O processo de virtualização pegou de surpresa o dirigente da Aldeia da Mata, que, segundo ele, nem era assim tão familiarizado com tecnologia, e refletiu diretamente nos rituais, principalmente aqueles com contato físico. "A gente vai tomar um passe, se aproxima do médium. Se ele vai usar cachimbo para te benzer, ou erva, a gente tem proximidade. Também há giras em que a gente dança. Ou seja, como em várias religiões, a gente tem as práticas físicas e presenciais", explica Cagnoni.
É possível receber o axé a distância? Segundo o pai de santo, sim. Por isso, a orientação do terreiro é para que as pessoas que forem ver as lives vistam-se de branco, usem suas guias e acendam uma vela, formas de cultuar os orixás. "Ontem mesmo, nossa gira online foi na falange de linha médica (entidades de cura espiritual e física), e logo após teve um testemunho de uma moça que se sentiu operada", conta o pai de santo.

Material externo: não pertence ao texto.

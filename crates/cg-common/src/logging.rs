//! Structured Logging Configuration
//!
//! Provides configurable logging with:
//! - JSON output for production (LOG_FORMAT=json)
//! - Human-readable output for development (default)
//! - Context fields via spans (principal_id, request path, etc.)
//!
//! # Environment Variables
//!
//! - `LOG_FORMAT`: Set to "json" for JSON output, anything else for text (default: text)
//! - `RUST_LOG`: Standard log level filter (default: info)
//!   Examples: `RUST_LOG=debug`, `RUST_LOG=cg_platform=trace,tower_http=info`

use tracing_subscriber::{
    fmt::{self, format::FmtSpan},
    layer::SubscriberExt,
    util::SubscriberInitExt,
    EnvFilter,
};

/// Initialize logging with the given service name.
///
/// Reads LOG_FORMAT env var to determine output format:
/// - "json" -> JSON output (for production/log aggregation)
/// - anything else -> human-readable text (for development)
///
/// Reads RUST_LOG env var for log level filtering (defaults to INFO).
pub fn init_logging(_service_name: &str) {
    let log_format = std::env::var("LOG_FORMAT").unwrap_or_default();

    let env_filter = EnvFilter::try_from_default_env()
        .unwrap_or_else(|_| EnvFilter::new("info"));

    if log_format.eq_ignore_ascii_case("json") {
        init_json_logging(env_filter);
    } else {
        init_text_logging(env_filter);
    }
}

/// Initialize JSON logging for production.
fn init_json_logging(env_filter: EnvFilter) {
    tracing_subscriber::registry()
        .with(env_filter)
        .with(
            fmt::layer()
                .json()
                .with_current_span(true)
                .with_span_list(true)
                .with_file(true)
                .with_line_number(true)
                .with_thread_ids(false)
                .with_target(true)
                .flatten_event(true)
                .with_span_events(FmtSpan::CLOSE)
        )
        .init();
}

/// Initialize human-readable text logging for development.
fn init_text_logging(env_filter: EnvFilter) {
    tracing_subscriber::registry()
        .with(env_filter)
        .with(
            fmt::layer()
                .with_target(true)
                .with_thread_ids(false)
                .with_file(false)
                .with_line_number(false)
                .with_ansi(true)
        )
        .init();
}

Na opinião dele, não tem como fugir da assimilação da internet ao dia a dia da Aldeia da Mata, daqui pra frente, sem substituir totalmente, claro, a relação presencial. A ferramenta possibilitou aproximar o terreiro de mais pessoas, inclusive gente que vive em outros estados e países, e que estão acompanhando as giras, e ajuda também a popularizar os rituais da religião, desconstruindo preconceitos.
"Veio para a gente dar um passo à frente", afirma. "Se podem usar a tecnologia para soltar um míssil que vai destruir uma cidade, porque não se pode usar a tecnologia para um ato de fé, amor, oferecer algo de bom para as pessoas?"